* [Exercise goal] Go line by line through the listing below and copy those that hold "MaterialSettings".

/---

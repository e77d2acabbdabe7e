//! Parser für Stationeers-Welt-XML.
//!
//! Liest nur die Knoten, die für die Kartendaten gebraucht werden:
//! `RegionSet` (Textur + Regionen), `StartLocation` (Position) und den
//! Normal-Map-Pfad unter `MaterialSettings` → `Macro` → `Normal`.

use anyhow::{anyhow, bail, Context, Result};
use quick_xml::events::{BytesStart, Event};
use quick_xml::Reader;
use region_topology::RegionDefinition;
use std::collections::HashMap;

/// Ein `RegionSet` mit Textur und Regions-Katalog.
#[derive(Debug, Clone, PartialEq)]
pub struct RegionSet {
    pub id: String,
    /// Pfad der Regions-Textur relativ zum Asset-Verzeichnis
    pub texture_path: Option<String>,
    /// Regionen in Dokument-Reihenfolge
    pub regions: Vec<RegionDefinition>,
}

/// Startpunkt mit Position.
#[derive(Debug, Clone, PartialEq)]
pub struct StartLocation {
    pub id: String,
    pub x: f64,
    pub y: f64,
}

/// Relevanter Inhalt einer Welt-XML.
#[derive(Debug, Clone, Default, PartialEq)]
pub struct WorldDocument {
    pub region_sets: Vec<RegionSet>,
    /// Nur Startpunkte mit `Position`
    pub start_locations: Vec<StartLocation>,
    /// Erster `Normal Path` unter `MaterialSettings` → `Macro`
    pub normal_map_path: Option<String>,
}

/// Parst eine Welt-XML aus einem String.
pub fn parse_world_document(xml_content: &str) -> Result<WorldDocument> {
    let mut reader = Reader::from_str(xml_content);
    reader.config_mut().trim_text(true);

    let mut parser = WorldParser::default();
    let mut buffer = Vec::new();

    loop {
        match reader.read_event_into(&mut buffer) {
            Ok(Event::Start(ref e)) => parser.open(e)?,
            Ok(Event::Empty(ref e)) => {
                parser.open(e)?;
                parser.close(e.name().as_ref());
            }
            Ok(Event::End(ref e)) => parser.close(e.name().as_ref()),
            Ok(Event::Eof) => break,
            Err(e) => bail!(
                "XML-Fehler an Position {}: {}",
                reader.buffer_position(),
                e
            ),
            _ => {}
        }
        buffer.clear();
    }

    let document = parser.finish();
    log::debug!(
        "Welt-XML: {} RegionSets, {} Startpunkte, Normal-Map: {:?}",
        document.region_sets.len(),
        document.start_locations.len(),
        document.normal_map_path
    );
    Ok(document)
}

/// Zustand beim Durchlaufen der Events.
#[derive(Default)]
struct WorldParser {
    document: WorldDocument,
    /// Offenes `RegionSet` mit Verschachtelungstiefe beim Öffnen
    region_set: Option<(RegionSet, usize)>,
    /// Offene `StartLocation`: Id, Tiefe, erste Position
    start_location: Option<(String, usize, Option<(f64, f64)>)>,
    material_depth: Option<usize>,
    macro_depth: Option<usize>,
    depth: usize,
}

impl WorldParser {
    fn open(&mut self, e: &BytesStart) -> Result<()> {
        self.depth += 1;
        let tag = String::from_utf8_lossy(e.name().as_ref()).to_string();

        match tag.as_str() {
            "RegionSet" => {
                let attrs = read_attributes(e)?;
                let id = required(&attrs, "Id", &tag)?;
                if self.region_set.is_some() {
                    log::warn!("Verschachteltes RegionSet '{}' ignoriert", id);
                } else {
                    let set = RegionSet {
                        id,
                        texture_path: None,
                        regions: Vec::new(),
                    };
                    self.region_set = Some((set, self.depth));
                }
            }
            "Texture" => {
                if let Some((set, _)) = self.region_set.as_mut() {
                    if set.texture_path.is_none() {
                        let attrs = read_attributes(e)?;
                        set.texture_path = Some(required(&attrs, "Path", &tag)?);
                    }
                }
            }
            "Region" => {
                if let Some((set, _)) = self.region_set.as_mut() {
                    let attrs = read_attributes(e)?;
                    let id = required(&attrs, "Id", &tag)?;
                    let channel = |name: &str| -> Result<u8> {
                        let value = required(&attrs, name, &tag)?;
                        value.trim().parse::<u8>().with_context(|| {
                            format!("Region '{}': ungültiger Farbwert {}='{}'", id, name, value)
                        })
                    };
                    let color = [channel("R")?, channel("G")?, channel("B")?];
                    set.regions.push(RegionDefinition::new(id, color));
                }
            }
            "StartLocation" => {
                let attrs = read_attributes(e)?;
                let id = required(&attrs, "Id", &tag)?;
                self.start_location = Some((id, self.depth, None));
            }
            "Position" => {
                if let Some((id, _, position @ None)) = self.start_location.as_mut() {
                    let attrs = read_attributes(e)?;
                    let coord = |name: &str| -> Result<f64> {
                        let value = required(&attrs, name, &tag)?;
                        value.trim().parse::<f64>().with_context(|| {
                            format!(
                                "StartLocation '{}': ungültige Koordinate {}='{}'",
                                id, name, value
                            )
                        })
                    };
                    *position = Some((coord("x")?, coord("y")?));
                }
            }
            "MaterialSettings" => {
                if self.material_depth.is_none() {
                    self.material_depth = Some(self.depth);
                }
            }
            "Macro" => {
                if self.material_depth.is_some() && self.macro_depth.is_none() {
                    self.macro_depth = Some(self.depth);
                }
            }
            "Normal" => {
                if self.macro_depth.is_some() && self.document.normal_map_path.is_none() {
                    let attrs = read_attributes(e)?;
                    self.document.normal_map_path = attrs.get("Path").cloned();
                }
            }
            _ => {}
        }
        Ok(())
    }

    fn close(&mut self, name: &[u8]) {
        match name {
            b"RegionSet" if self.region_set.as_ref().is_some_and(|(_, d)| *d == self.depth) => {
                if let Some((set, _)) = self.region_set.take() {
                    self.document.region_sets.push(set);
                }
            }
            b"StartLocation"
                if self
                    .start_location
                    .as_ref()
                    .is_some_and(|(_, d, _)| *d == self.depth) =>
            {
                if let Some((id, _, position)) = self.start_location.take() {
                    match position {
                        Some((x, y)) => {
                            self.document.start_locations.push(StartLocation { id, x, y })
                        }
                        None => log::debug!("StartLocation '{}' ohne Position übersprungen", id),
                    }
                }
            }
            b"Macro" if self.macro_depth == Some(self.depth) => self.macro_depth = None,
            b"MaterialSettings" if self.material_depth == Some(self.depth) => {
                self.material_depth = None;
                self.macro_depth = None;
            }
            _ => {}
        }
        self.depth = self.depth.saturating_sub(1);
    }

    fn finish(mut self) -> WorldDocument {
        // Nicht geschlossene Elemente (abgeschnittenes Dokument) trotzdem übernehmen
        if let Some((set, _)) = self.region_set.take() {
            self.document.region_sets.push(set);
        }
        if let Some((id, _, Some((x, y)))) = self.start_location.take() {
            self.document.start_locations.push(StartLocation { id, x, y });
        }
        self.document
    }
}

fn read_attributes(e: &BytesStart) -> Result<HashMap<String, String>> {
    let mut attrs = HashMap::new();
    for attr in e.attributes().with_checks(false) {
        let attr = attr?;
        let key = String::from_utf8_lossy(attr.key.as_ref()).to_string();
        let value = attr.unescape_value()?.into_owned();
        attrs.insert(key, value);
    }
    Ok(attrs)
}

fn required(attrs: &HashMap<String, String>, key: &str, tag: &str) -> Result<String> {
    attrs
        .get(key)
        .cloned()
        .ok_or_else(|| anyhow!("<{}> ohne Attribut '{}'", tag, key))
}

\---

* [The completed task]
//! Normal-Map-Pfad unter `MaterialSettings` → `Macro` → `Normal`.
    /// Erster `Normal Path` unter `MaterialSettings` → `Macro`
            "MaterialSettings" => {
            b"MaterialSettings" if self.material_depth == Some(self.depth) => {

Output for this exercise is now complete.